Effect of hydrogen on steady-state and transient combustion instability characteristics
This paper examines the effects of steady-state and transient hydrogen enrichment on thermoacoustic instability in a model gas turbine combustor. Measurements of combustor chamber pressure fluctuations and CH* chemiluminescence imaging are used to characterize instability at a range of operating conditions. Steady-state tests show that both mixture heat rate and hydrogen content affect system stability. At a given heat rate, higher levels of hydrogen result in unstable combustion. As heat rate increases, instability occurs at lower concentrations of hydrogen in the fuel. Transient operation was tested in two directions - instability onset and decay - and two hydrogen-addition times - a short time of 1 millisecond and a longer time of 4 seconds.
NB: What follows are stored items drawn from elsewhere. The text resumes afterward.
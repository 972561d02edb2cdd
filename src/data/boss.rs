//! Boss encounters: elemental weaknesses/resistances and role preferences.

use std::fs;
use std::path::Path;

use serde::{Deserialize, Serialize};

use crate::data::unit::{Element, Role};
use crate::error::{PlannerError, Result};

pub const DEFAULT_BOSSES_PATH: &str = "data/bosses.json";

#[derive(Debug, Clone, PartialEq, Serialize, Deserialize)]
pub struct Boss {
    pub name: String,
    #[serde(default)]
    pub short_name: String,
    #[serde(default)]
    pub weaknesses: Vec<Element>,
    #[serde(default)]
    pub resistances: Vec<Element>,
    /// Preferred role or damage type.
    #[serde(default)]
    pub shill: Option<Role>,
    /// Damage types that disqualify a team outright.
    #[serde(default)]
    pub anti: Vec<Role>,
    #[serde(default)]
    pub favored: Vec<String>,
    /// Minimum number of defensive-assist units.
    #[serde(default)]
    pub assists: usize,
}

impl Boss {
    /// Synthetic boss with no preferences, used to rank teams generically.
    pub fn neutral() -> Self {
        Self {
            name: "Neutral".to_string(),
            short_name: "neutral".to_string(),
            weaknesses: Vec::new(),
            resistances: Vec::new(),
            shill: None,
            anti: Vec::new(),
            favored: Vec::new(),
            assists: 0,
        }
    }

    pub fn is_weak_to(&self, element: Option<Element>) -> bool {
        element.is_some_and(|element| self.weaknesses.contains(&element))
    }

    pub fn resists(&self, element: Option<Element>) -> bool {
        element.is_some_and(|element| self.resistances.contains(&element))
    }

    pub fn favors(&self, unit_name: &str) -> bool {
        self.favored
            .iter()
            .any(|name| name.eq_ignore_ascii_case(unit_name))
    }

    fn matches_lookup(&self, query: &str) -> bool {
        let query = query.trim();
        self.name.eq_ignore_ascii_case(query)
            || (!self.short_name.is_empty() && self.short_name.eq_ignore_ascii_case(query))
    }
}

/// Resolve each name (case-insensitive, full or short name) against `bosses`, keeping the request order.
pub fn resolve_bosses(bosses: &[Boss], names: &[String]) -> Result<Vec<Boss>> {
    names
        .iter()
        .map(|name| {
            bosses
                .iter()
                .find(|boss| boss.matches_lookup(name))
                .cloned()
                .ok_or_else(|| PlannerError::UnknownBoss(name.clone()))
        })
        .collect()
}

#[derive(Debug, Deserialize)]
struct BossesFile {
    bosses: Vec<Boss>,
}

pub fn load_bosses(path: impl AsRef<Path>) -> Result<Vec<Boss>> {
    let raw = fs::read_to_string(path)?;
    let parsed: BossesFile = serde_json::from_str(&raw)?;
    Ok(parsed.bosses)
}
Results show that instability onset processes, through the transient addition of hydrogen, are highly repeatable regardless of the timescale of hydrogen addition. Certain instability decay processes are less repeatable, resulting in cases that do not fully transition from unstable to stable combustion despite similar changes in hydrogen fuel flow rate. Flame behavior before, during, and after the transient is characterized using high-speed CH* chemiluminescence imaging. Analysis of the high-speed images show changes in flame stabilization and dynamics during the onset and decay processes. The results of this study can have implications for systems that experience variations in fuel composition, particularly in light of growing interest in hydrogen as a renewable fuel.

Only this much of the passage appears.